A peek inside AlphaFold: The deep learning model that fetched a Nobel Prize
Introduction
This year, 2024, John Jumper is going to get the Nobel Prize in chemistry, due to an impressive feat of designing a neural network model called “AlphaFold2”, which is extremely accurate in predicting new protein structures. It is even more impressive that he is just 39 years old, almost two decades younger than the average age of 61 years of the Nobel Prize winners.
In this post, I am going to try to provide a sneak peek into the problem that “AlphaFold2” solves, and how it solves it. Since I have almost zero background on biology and chemistry, I will try to explain it in very “layman” terms — which is clearly not doing proper justice to the work done by Dr. Jumper and his many coauthors at Deepmind — but an interested reader may always read the original papers to get more technical details, which I will cite in the post as appropriate.
What is protein folding prediction problem?
Even before that…
What is a protein anyway?
Protein is the building block of life. All live things, if you break them down enough at the sub-cellular level, it is always a blob of protein — a special kind of chemical that is essential for life to thrive.
If you break down a protein, you will see it is like a chain of amino acids. All amino acids share a basic structure.

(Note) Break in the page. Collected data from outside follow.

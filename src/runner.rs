use crate::config::GraphConfig;
use crate::core::scanner::notify;
use crate::core::{ScanControl, ScanEvent, ScanOutcome, scan_repository};
use crate::utils::analysis::dependencies::extract_relationships;
use crate::utils::analysis::graph::CodeGraph;
use crate::utils::analysis::metrics::annotate;
use crate::utils::analysis::store::GraphStore;
use crate::utils::backends::BackendChain;
use crate::utils::integrations::cache::ParseCache;
use crate::utils::integrations::watch::{ChangeFilter, Debouncer, FileWatcher, WatchEvent};
use anyhow::{Context, Result};
use crossbeam_channel::Sender;
use indicatif::{ProgressBar, ProgressStyle};
use std::sync::Arc;
use std::time::Duration;

/// Runs the whole pipeline: scan, extract relationships, annotate, assemble.
///
/// A cancelled or timed-out scan still yields a graph over the files parsed so far.
pub fn build_graph(
    config: &GraphConfig,
    control: &ScanControl,
    tx: &Option<Sender<ScanEvent>>,
) -> Result<CodeGraph> {
    config.validate()?;
    let chain = BackendChain::from_kinds(&config.backends, config.text_limits());
    log::debug!("Parser backends: {:?}", chain.names());

    let cache = config.cache.as_deref().map(ParseCache::load);
    let ScanOutcome { mut nodes, summary } =
        scan_repository(config, &chain, cache.as_ref(), control, tx)?;
    if let (Some(cache), Some(path)) = (&cache, &config.cache)
        && let Err(e) = cache.save(path)
    {
        log::warn!("Parse cache not saved: {:#}", e);
    }

    notify(tx, ScanEvent::Stage("Extracting relationships".to_string()));
    let edges = extract_relationships(&nodes);

    notify(tx, ScanEvent::Stage("Computing metrics".to_string()));
    annotate(&mut nodes, &edges);

    Ok(CodeGraph::assemble(nodes, edges, &summary))
}

fn summary_message(graph: &CodeGraph, config: &GraphConfig) -> String {
    let meta = graph.metadata();
    format!(
        "Graph written to {:?}: {} nodes, {} edges from {} files ({} skipped)",
        config.output, meta.node_count, meta.edge_count, meta.files_processed, meta.files_skipped
    )
}

/// Builds the graph and writes it to `config.output`.
pub fn run_scan(config: GraphConfig, tx: Option<Sender<ScanEvent>>) -> Result<CodeGraph> {
    let control = ScanControl::with_timeout(config.scan_timeout());
    let graph = build_graph(&config, &control, &tx)?;
    graph
        .save(&config.output)
        .with_context(|| format!("Failed to save graph to {:?}", config.output))?;
    notify(&tx, ScanEvent::Complete(summary_message(&graph, &config)));
    Ok(graph)
}

fn progress_bar(visible: bool) -> ProgressBar {
    if !visible {
        return ProgressBar::hidden();
    }
    let bar = ProgressBar::new(0);
    let style = ProgressStyle::default_bar()
        .template("{spinner:.green} [{elapsed_precise}] [{bar:40.cyan/blue}] {pos}/{len} {msg}")
        .unwrap_or_else(|_| ProgressStyle::default_bar());
    bar.set_style(style);
    bar
}

/// Main entry point for `scan` in CLI mode.
///
/// The pipeline runs on a background thread; progress events are consumed here and
/// rendered as a progress bar on stderr.
pub fn run(config: GraphConfig) -> Result<()> {
    let (tx, rx) = crossbeam_channel::unbounded();

    let config_clone = config.clone();
    std::thread::spawn(move || {
        if let Err(e) = run_scan(config_clone, Some(tx.clone())) {
            let _ = tx.send(ScanEvent::Error(format!("{:#}", e)));
        }
    });

    let bar = progress_bar(!config.verbose);
    let mut failure = None;
    for event in rx {
        match event {
            ScanEvent::StartScanning => bar.set_message("scanning"),
            ScanEvent::FilesFound(n) => bar.set_length(n as u64),
            ScanEvent::FileProcessed(_) => bar.inc(1),
            ScanEvent::FileSkipped(path, reason) => {
                bar.inc(1);
                log::debug!("Skipped {:?}: {}", path, reason);
            }
            ScanEvent::Cancelled(unvisited) => {
                bar.set_message(format!("stopped early, {} files not visited", unvisited));
            }
            ScanEvent::Stage(stage) => bar.set_message(stage),
            ScanEvent::Complete(msg) => {
                bar.finish_and_clear();
                println!("{}", msg);
            }
            ScanEvent::Error(e) => {
                bar.abandon();
                failure = Some(e);
            }
        }
    }

    match failure {
        Some(e) => anyhow::bail!(e),
        None => Ok(()),
    }
}

/// Rebuilds the graph, writes it and publishes it to `store`.
pub fn rebuild_into(config: &GraphConfig, store: &GraphStore) -> Result<Arc<CodeGraph>> {
    let control = ScanControl::with_timeout(config.scan_timeout());
    let graph = build_graph(config, &control, &None)?;
    graph
        .save(&config.output)
        .with_context(|| format!("Failed to save graph to {:?}", config.output))?;
    log::info!("{}", summary_message(&graph, config));
    store.publish(graph);
    Ok(store.snapshot())
}

/// Watches the root and rebuilds + republishes the graph whenever a candidate file changes.
pub fn watch(config: GraphConfig, store: &GraphStore) -> Result<()> {
    let root = config
        .path
        .canonicalize()
        .with_context(|| format!("Failed to find directory: {:?}", config.path))?;
    let watcher = FileWatcher::new(&root)?;
    let filter = ChangeFilter::new(&config);
    let mut debouncer = Debouncer::new(Duration::from_millis(500));

    rebuild_into(&config, store)?;
    log::info!("Watching {:?} for changes", root);

    loop {
        let Some(first) = watcher.next_event(Duration::from_secs(1)) else {
            debouncer.cleanup();
            continue;
        };

        let mut changed = 0;
        for event in std::iter::once(first).chain(watcher.pending_events()) {
            if let WatchEvent::Error(e) = &event {
                log::warn!("Watch error: {}", e);
                continue;
            }
            if let Some(path) = event.path()
                && filter.is_relevant(path)
                && debouncer.should_process(path)
            {
                log::debug!("Changed: {:?}", path);
                changed += 1;
            }
        }
        if changed == 0 {
            continue;
        }

        log::info!("{} files changed; rebuilding graph", changed);
        if let Err(e) = rebuild_into(&config, store) {
            log::error!("Rebuild failed, keeping previous graph: {:#}", e);
        }
    }
}
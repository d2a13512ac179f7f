use super::docs::truncate_chars;
use super::{ParserBackend, TextLimits};
use crate::core::{FileParseError, Language, Node, NodeKind, SourceFile};

pub const NAME: &str = "whole_file";

/// Emits a single `file` node holding a truncated copy of the file body
pub struct WholeFileBackend {
    limits: TextLimits,
}

impl WholeFileBackend {
    pub fn new(limits: TextLimits) -> Self {
        Self { limits }
    }
}

impl ParserBackend for WholeFileBackend {
    fn name(&self) -> &'static str {
        NAME
    }

    fn supports(&self, _language: Language) -> bool {
        true
    }

    fn is_structural(&self) -> bool {
        false
    }

    fn parse(&self, file: &SourceFile) -> Result<Vec<Node>, FileParseError> {
        let name = file.file_name().to_string();
        let line_count = file.content.lines().count().max(1);
        let code = truncate_chars(
            &file.content,
            self.limits.max_snippet_chars,
            "file truncated",
        );
        let mut doc = format!("File: {} ({})", name, file.language);
        if let Some(size) = file.truncated_from {
            doc.push_str(&format!(" (file exceeds size cap: {} bytes)", size));
        }

        let node = Node::new(
            NodeKind::File,
            name,
            file.relative.as_str(),
            (1, line_count),
            file.language,
        )
        .with_code(code)
        .with_doc(doc);
        Ok(vec![node])
    }
}
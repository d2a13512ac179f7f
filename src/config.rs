use std::path::PathBuf;
use std::time::Duration;

use serde::{Deserialize, Serialize};

use crate::utils::backends::{BackendKind, TextLimits};

pub const CONFIG_FILE: &str = "codepath.toml";

/// Rendering of a resolved answer path
#[derive(Debug, Clone, Copy, PartialEq, Eq, Default, Serialize, Deserialize)]
#[serde(rename_all = "lowercase")]
pub enum AnswerFormat {
    #[default]
    Json,
    Markdown,
    Mermaid,
}

/// Main configuration for graph construction and resolution
#[derive(Debug, Clone, Serialize, Deserialize)]
#[serde(default)]
pub struct GraphConfig {
    /// Repository root to scan
    pub path: PathBuf,
    /// Where the serialized graph is written
    pub output: PathBuf,
    /// Glob patterns to skip (e.g. "*.log", "node_modules")
    pub ignore_patterns: Vec<String>,
    /// Glob patterns to keep; when set, other files are skipped
    pub include_patterns: Vec<String>,
    /// Maximum directory depth to traverse
    pub max_depth: Option<usize>,
    /// Bytes read per file; larger files become truncated whole-file nodes
    pub max_file_size: u64,
    /// Characters kept in a whole-file node
    pub max_snippet_chars: usize,
    /// Characters kept in a function or class node
    pub max_code_chars: usize,
    /// Parser backends in priority order
    pub backends: Vec<BackendKind>,
    /// Worker threads for parsing; rayon's default pool when unset
    pub threads: Option<usize>,
    /// Stop visiting new files after this many seconds
    pub scan_timeout_secs: Option<u64>,
    /// Parse cache location; caching is off when unset
    pub cache: Option<PathBuf>,
    /// Longest shortest-path, in hops, the resolver accepts
    pub max_path_length: Option<usize>,
    /// Debug logging
    pub verbose: bool,
}

impl GraphConfig {
    /// Validates the configuration, ensuring the root exists and the limits are usable.
    pub fn validate(&self) -> anyhow::Result<()> {
        if !self.path.exists() {
            anyhow::bail!("Path does not exist: {:?}", self.path);
        }
        if self.max_file_size == 0 || self.max_snippet_chars == 0 || self.max_code_chars == 0 {
            anyhow::bail!("Size limits must be greater than zero");
        }
        if self.backends.is_empty() {
            anyhow::bail!("At least one parser backend must be enabled");
        }
        Ok(())
    }

    /// Attempts to load configuration from `codepath.toml` in the current directory.
    pub fn load_from_file() -> Option<Self> {
        std::fs::read_to_string(CONFIG_FILE)
            .ok()
            .and_then(|content| toml::from_str(&content).ok())
    }

    pub fn text_limits(&self) -> TextLimits {
        TextLimits {
            max_code_chars: self.max_code_chars,
            max_snippet_chars: self.max_snippet_chars,
        }
    }

    pub fn scan_timeout(&self) -> Option<Duration> {
        self.scan_timeout_secs.map(Duration::from_secs)
    }

    /// Settings that change parser output; part of every parse-cache key.
    pub fn parse_fingerprint(&self) -> String {
        format!(
            "{:?}|{}|{}|{}",
            self.backends, self.max_file_size, self.max_code_chars, self.max_snippet_chars
        )
    }
}

impl Default for GraphConfig {
    fn default() -> Self {
        let defaults = vec![
            // Version Control
            ".git",
            ".hg",
            ".svn",
            ".bzr",
            // IDEs
            ".idea",
            ".vscode",
            ".vs",
            // Build / Dependency
            "node_modules",
            "target",
            "dist",
            "build",
            "out",
            "vendor",
            "venv",
            ".venv",
            ".tox",
            "__pycache__",
            ".mypy_cache",
            ".pytest_cache",
            // Lockfiles and generated metadata
            "package-lock.json",
            "pnpm-lock.yaml",
            "*.min.js",
        ];

        Self {
            path: PathBuf::from("."),
            output: PathBuf::from("graph.json"),
            ignore_patterns: defaults.into_iter().map(String::from).collect(),
            include_patterns: Vec::new(),
            max_depth: None,
            max_file_size: 1024 * 1024,
            max_snippet_chars: 2_000,
            max_code_chars: 20_000,
            backends: BackendKind::defaults(),
            threads: None,
            scan_timeout_secs: None,
            cache: None,
            max_path_length: Some(20),
            verbose: false,
        }
    }
}

#[cfg(test)]
mod tests {
    use super::*;

    #[test]
    fn test_config_validation() {
        let config = GraphConfig {
            path: PathBuf::from("non_existent_path_xyz_123"),
            ..Default::default()
        };
        assert!(config.validate().is_err());

        let config = GraphConfig {
            backends: Vec::new(),
            ..Default::default()
        };
        assert!(config.validate().is_err());

        assert!(GraphConfig::default().validate().is_ok());
    }

    #[test]
    fn test_partial_toml_keeps_defaults() -> anyhow::Result<()> {
        let config: GraphConfig = toml::from_str(
            "output = \"out/graph.json\"\nbackends = [\"python_outline\", \"whole_file\"]\nmax_path_length = 6\n",
        )?;
        assert_eq!(config.output, PathBuf::from("out/graph.json"));
        assert_eq!(
            config.backends,
            vec![BackendKind::PythonOutline, BackendKind::WholeFile]
        );
        assert_eq!(config.max_path_length, Some(6));
        assert_eq!(config.max_file_size, 1024 * 1024);
        assert!(config.ignore_patterns.iter().any(|p| p == "node_modules"));
        Ok(())
    }
}
//! SLR(1) automaton construction: nullable/FIRST/FOLLOW analysis, the LR(0)
//! collection, and action-table emission with static conflict resolution.
//!
//! Resolution policy: shift/reduce conflicts consult declared precedence
//! (reduce when the rule binds tighter, or on a tie with left associativity)
//! and default to shift; reduce/reduce conflicts keep the earlier rule.

use std::collections::BTreeMap;
use std::collections::btree_map::Entry;

use oxiby_language::{Action, Production, State, Symbol, SymbolInfo};
use rustc_hash::{FxHashMap, FxHashSet};

use crate::Assoc;

pub(crate) struct Grammar<'a> {
    pub(crate) symbols: &'a [SymbolInfo],
    pub(crate) productions: &'a [Production],
    pub(crate) prod_precs: &'a [Option<(u8, Assoc)>],
    pub(crate) token_precs: &'a FxHashMap<Symbol, (u8, Assoc)>,
}

pub(crate) fn construct(grammar: &Grammar<'_>) -> Vec<State> {
    let analysis = Analysis::run(grammar);
    let (state_items, transitions) = collect_states(grammar, &analysis);
    emit_states(grammar, &analysis, &state_items, &transitions)
}

/// Dotted position inside a production.
#[derive(Clone, Copy, PartialEq, Eq, PartialOrd, Ord, Hash)]
struct Item {
    prod: u32,
    dot: u32,
}

struct Analysis {
    nullable: Vec<bool>,
    first: Vec<BitSet>,
    follow: Vec<BitSet>,
    prods_by_lhs: Vec<Vec<u32>>,
}

impl Analysis {
    fn run(grammar: &Grammar<'_>) -> Self {
        let symbol_count = grammar.symbols.len();

        let mut prods_by_lhs = vec![Vec::new(); symbol_count];
        for (index, prod) in grammar.productions.iter().enumerate() {
            prods_by_lhs[prod.lhs.index()].push(index as u32);
        }

        let mut nullable = vec![false; symbol_count];
        loop {
            let mut changed = false;
            for prod in grammar.productions {
                if !nullable[prod.lhs.index()]
                    && prod.rhs.iter().all(|symbol| nullable[symbol.index()])
                {
                    nullable[prod.lhs.index()] = true;
                    changed = true;
                }
            }
            if !changed {
                break;
            }
        }

        let mut first = vec![BitSet::new(symbol_count); symbol_count];
        for (index, info) in grammar.symbols.iter().enumerate() {
            if info.terminal {
                first[index].insert(index);
            }
        }
        loop {
            let mut changed = false;
            for prod in grammar.productions {
                for &symbol in &prod.rhs {
                    let source = first[symbol.index()].clone();
                    changed |= first[prod.lhs.index()].union_with(&source);
                    if !nullable[symbol.index()] {
                        break;
                    }
                }
            }
            if !changed {
                break;
            }
        }

        let mut follow = vec![BitSet::new(symbol_count); symbol_count];
        // Production 0 is `$start := root`; end-of-input follows the start.
        follow[grammar.productions[0].lhs.index()].insert(Symbol::END.index());
        loop {
            let mut changed = false;
            for prod in grammar.productions {
                for (position, &symbol) in prod.rhs.iter().enumerate() {
                    if grammar.symbols[symbol.index()].terminal {
                        continue;
                    }
                    let mut rest_nullable = true;
                    for &rest in &prod.rhs[position + 1..] {
                        let source = first[rest.index()].clone();
                        changed |= follow[symbol.index()].union_with(&source);
                        if !nullable[rest.index()] {
                            rest_nullable = false;
                            break;
                        }
                    }
                    if rest_nullable {
                        let source = follow[prod.lhs.index()].clone();
                        changed |= follow[symbol.index()].union_with(&source);
                    }
                }
            }
            if !changed {
                break;
            }
        }

        Self { nullable, first, follow, prods_by_lhs }
    }
}

fn closure(grammar: &Grammar<'_>, analysis: &Analysis, kernel: Vec<Item>) -> Vec<Item> {
    let mut items = kernel;
    let mut seen: FxHashSet<Item> = items.iter().copied().collect();
    let mut cursor = 0;
    while cursor < items.len() {
        let item = items[cursor];
        cursor += 1;
        let prod = &grammar.productions[item.prod as usize];
        let Some(&next) = prod.rhs.get(item.dot as usize) else { continue };
        if grammar.symbols[next.index()].terminal {
            continue;
        }
        for &candidate in &analysis.prods_by_lhs[next.index()] {
            let new = Item { prod: candidate, dot: 0 };
            if seen.insert(new) {
                items.push(new);
            }
        }
    }
    items.sort_unstable();
    items
}

type Transitions = Vec<BTreeMap<Symbol, u32>>;

fn collect_states(grammar: &Grammar<'_>, analysis: &Analysis) -> (Vec<Vec<Item>>, Transitions) {
    let start = closure(grammar, analysis, vec![Item { prod: 0, dot: 0 }]);
    let mut intern: FxHashMap<Vec<Item>, u32> = FxHashMap::default();
    intern.insert(start.clone(), 0);
    let mut state_items = vec![start];
    let mut transitions: Transitions = Vec::new();

    let mut cursor = 0;
    while cursor < state_items.len() {
        let items = state_items[cursor].clone();
        cursor += 1;

        let mut kernels: BTreeMap<Symbol, Vec<Item>> = BTreeMap::new();
        for item in &items {
            let prod = &grammar.productions[item.prod as usize];
            if let Some(&next) = prod.rhs.get(item.dot as usize) {
                kernels.entry(next).or_default().push(Item { prod: item.prod, dot: item.dot + 1 });
            }
        }

        let mut state_transitions = BTreeMap::new();
        for (symbol, kernel) in kernels {
            let closed = closure(grammar, analysis, kernel);
            let target = match intern.entry(closed) {
                std::collections::hash_map::Entry::Occupied(entry) => *entry.get(),
                std::collections::hash_map::Entry::Vacant(entry) => {
                    let id = state_items.len() as u32;
                    state_items.push(entry.key().clone());
                    entry.insert(id);
                    id
                }
            };
            state_transitions.insert(symbol, target);
        }
        transitions.push(state_transitions);
    }

    (state_items, transitions)
}

fn emit_states(
    grammar: &Grammar<'_>,
    analysis: &Analysis,
    state_items: &[Vec<Item>],
    transitions: &Transitions,
) -> Vec<State> {
    let mut states = Vec::with_capacity(state_items.len());
    for (items, state_transitions) in state_items.iter().zip(transitions) {
        let mut actions: BTreeMap<Symbol, Action> = BTreeMap::new();
        let mut gotos: BTreeMap<Symbol, u32> = BTreeMap::new();

        for (&symbol, &target) in state_transitions {
            if grammar.symbols[symbol.index()].terminal {
                actions.insert(symbol, Action::Shift(target));
            } else {
                gotos.insert(symbol, target);
            }
        }

        for item in items {
            let prod = &grammar.productions[item.prod as usize];
            if item.dot as usize != prod.rhs.len() {
                continue;
            }
            if item.prod == 0 {
                actions.insert(Symbol::END, Action::Accept);
                continue;
            }
            for terminal in analysis.follow[prod.lhs.index()].iter() {
                add_reduce(grammar, &mut actions, Symbol::new(terminal as u16), item.prod);
            }
        }

        states.push(State {
            actions: actions.into_iter().collect::<Vec<_>>().into_boxed_slice(),
            gotos: gotos.into_iter().collect::<Vec<_>>().into_boxed_slice(),
        });
    }
    states
}

fn add_reduce(
    grammar: &Grammar<'_>,
    actions: &mut BTreeMap<Symbol, Action>,
    terminal: Symbol,
    prod: u32,
) {
    match actions.entry(terminal) {
        Entry::Vacant(entry) => {
            entry.insert(Action::Reduce(prod));
        }
        Entry::Occupied(mut entry) => match *entry.get() {
            Action::Shift(_) => {
                let rule_prec = grammar.prod_precs[prod as usize];
                let token_prec = grammar.token_precs.get(&terminal);
                if let (Some((rule_level, assoc)), Some(&(token_level, _))) =
                    (rule_prec, token_prec)
                {
                    if rule_level > token_level
                        || (rule_level == token_level && assoc == Assoc::Left)
                    {
                        entry.insert(Action::Reduce(prod));
                    }
                }
            }
            Action::Reduce(existing) => {
                if prod < existing {
                    entry.insert(Action::Reduce(prod));
                }
            }
            Action::Accept => {}
        },
    }
}

/// Fixed-width bit set over symbol ids.
#[derive(Clone, PartialEq, Eq)]
struct BitSet {
    words: Vec<u64>,
}

impl BitSet {
    fn new(len: usize) -> Self {
        Self { words: vec![0; len.div_ceil(64)] }
    }

    fn insert(&mut self, index: usize) -> bool {
        let mask = 1u64 << (index % 64);
        let word = &mut self.words[index / 64];
        let missing = *word & mask == 0;
        *word |= mask;
        missing
    }

    fn union_with(&mut self, other: &Self) -> bool {
        let mut changed = false;
        for (word, &source) in self.words.iter_mut().zip(&other.words) {
            let merged = *word | source;
            changed |= merged != *word;
            *word = merged;
        }
        changed
    }

    fn iter(&self) -> impl Iterator<Item = usize> + '_ {
        self.words.iter().enumerate().flat_map(|(index, &word)| {
            (0..64usize)
                .filter(move |&bit| word & (1u64 << bit) != 0)
                .map(move |bit| index * 64 + bit)
        })
    }
}

#[cfg(test)]
mod tests {
    use super::*;

    #[test]
    fn bitset_insert_union_iter() {
        let mut a = BitSet::new(130);
        assert!(a.insert(0));
        assert!(a.insert(129));
        assert!(!a.insert(0));

        let mut b = BitSet::new(130);
        b.insert(64);
        assert!(b.union_with(&a));
        assert!(!b.union_with(&a));
        assert_eq!(b.iter().collect::<Vec<_>>(), vec![0, 64, 129]);
    }
}
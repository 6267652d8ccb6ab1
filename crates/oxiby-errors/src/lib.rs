use std::fmt::Display;

pub use annotate_snippets::Renderer;
use annotate_snippets::{Level, Snippet};
pub use text_size::TextRange;

/// A message anchored to a byte range of the parsed text.
///
/// Diagnostics describe recovered syntax errors; they travel with the tree
/// that contains the corresponding `ERROR` nodes and never abort a parse.
#[derive(Debug, Clone, PartialEq, Eq)]
pub struct Diagnostic {
    message: String,
    range: TextRange,
}

impl Diagnostic {
    pub fn error(message: impl Into<String>, range: TextRange) -> Self {
        Self { message: message.into(), range }
    }

    pub fn message(&self) -> &str {
        &self.message
    }

    pub fn range(&self) -> TextRange {
        self.range
    }

    /// Extends the annotated range to `end`; recovery grows a diagnostic as
    /// it skips further tokens in the same run.
    pub fn extend_to(&mut self, end: text_size::TextSize) {
        self.range = TextRange::new(self.range.start(), end);
    }

    pub fn render<'a>(
        &'a self,
        renderer: &'a Renderer,
        path: &'a str,
        text: &'a str,
    ) -> impl Display + 'a {
        let message = Level::Error.title(&self.message).snippet(
            Snippet::source(text)
                .origin(path)
                .annotation(Level::Error.span(self.range.into()).label("here"))
                .fold(true),
        );
        renderer.render(message)
    }
}

#[cfg(test)]
mod tests {
    use text_size::TextSize;

    use super::*;

    #[test]
    fn render_plain() {
        let diagnostic = Diagnostic::error(
            "unexpected token `@`",
            TextRange::new(TextSize::new(5), TextSize::new(6)),
        );
        let renderer = Renderer::plain();
        let output = diagnostic.render(&renderer, "demo.oxiby", "fn m @ ()").to_string();
        assert!(output.contains("unexpected token `@`"));
        assert!(output.contains("demo.oxiby"));
    }

    #[test]
    fn extend_to_grows_range() {
        let mut diagnostic =
            Diagnostic::error("bad", TextRange::new(TextSize::new(1), TextSize::new(2)));
        diagnostic.extend_to(TextSize::new(7));
        assert_eq!(diagnostic.range(), TextRange::new(TextSize::new(1), TextSize::new(7)));
    }
}
//! Immutable, arena-backed concrete syntax trees.
//!
//! A [`SyntaxTree`] owns its nodes, a copy of the parsed text, and the
//! [`Language`](oxiby_language::Language) that produced it. Navigation goes
//! through lifetime-bound [`SyntaxNode`] handles, so a node can never outlive
//! its tree; [`NodePtr`] is the owned escape hatch, a `(tree id, index)`
//! pair re-resolved through a live tree and rejected with
//! [`TreeError::DetachedNode`] when the tree it came from is gone.

mod builder;
mod node;
mod syntax;

pub use builder::{NodeId, TreeBuilder};
pub use syntax::{
    Ancestors, Children, NodePtr, Preorder, SyntaxNode, SyntaxTree, TreeError, TreeId, WalkEvent,
};
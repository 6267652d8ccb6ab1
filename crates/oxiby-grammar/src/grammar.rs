//! Rule definitions for the Oxiby language.
//!
//! Binding strength mirrors the original precedence table: call and index
//! bind tightest, then field access, unary operators, the arithmetic and
//! logical tiers, ranges, and assignment at the bottom.

use oxiby_tables::{Alt, GrammarBuilder, TokenPattern, alt, field, field_lit, lit, sym};

const ASSIGN: u8 = 1;
const RANGE: u8 = 2;
const OR: u8 = 3;
const AND: u8 = 4;
const COMPARATIVE: u8 = 5;
const ADDITIVE: u8 = 6;
const MULTIPLICATIVE: u8 = 7;
const UNARY: u8 = 8;
const FIELD: u8 = 9;
const CALL: u8 = 10;

const BINARY_OPERATORS: &[(&str, u8)] = &[
    ("&&", AND),
    ("||", OR),
    ("==", COMPARATIVE),
    ("!=", COMPARATIVE),
    ("<", COMPARATIVE),
    ("<=", COMPARATIVE),
    (">", COMPARATIVE),
    (">=", COMPARATIVE),
    ("+", ADDITIVE),
    ("-", ADDITIVE),
    ("*", MULTIPLICATIVE),
    ("/", MULTIPLICATIVE),
    ("%", MULTIPLICATIVE),
];

pub(crate) fn grammar() -> GrammarBuilder {
    let mut g = GrammarBuilder::new("oxiby", "source_file");

    g.token("expr_identifier", TokenPattern::LowerIdent)
        .token("type_identifier", TokenPattern::UpperIdent)
        .token("float", TokenPattern::Float)
        .token("integer", TokenPattern::Integer)
        .token("string", TokenPattern::String)
        .extra("whitespace", TokenPattern::Whitespace)
        .extra("comment", TokenPattern::LineComment);

    g.prec_left(ASSIGN, &["="])
        .prec_left(RANGE, &["..=", "..<"])
        .prec_left(OR, &["||"])
        .prec_left(AND, &["&&"])
        .prec_left(COMPARATIVE, &["==", "!=", "<", "<=", ">", ">="])
        .prec_left(ADDITIVE, &["+", "-"])
        .prec_left(MULTIPLICATIVE, &["*", "/", "%"])
        .prec_left(FIELD, &["."])
        .prec_left(CALL, &["(", "["]);

    g.supertype("item").supertype("expression").supertype("expression_with_trailing_block");

    items(&mut g);
    types(&mut g);
    patterns(&mut g);
    expressions(&mut g);

    g
}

You have a central carbon atom, called the 𝛼-carbon. It has 4 hands connected to 4 components.
This carbon atom is bound to an amino group or NH2 (2 Hydrogen atoms + 1 nitrogen atom)
On the other side, this carbon atom is bound to a carboxyl group (COOH). The carbon atom in this group is called 𝛽-carbon.
On another side, the 𝛼-carbon is connected to a hydrogen atom.
Finally, this 𝛼-carbon is also attached to a residual group (denoted by R), which can vary depending on the type of the amino acid. This residual group determines the chemical properties of the entire amino acid.
There are only 20 types of amino acids that govern almost all of life.
Now once you have a bunch of amino acids lying around, some of them can come close to each other and start having some sort of chemical reactions. Due to this reaction, some of them bond together and create a 3-dimensional structure. This 3D structure is called a “protein”.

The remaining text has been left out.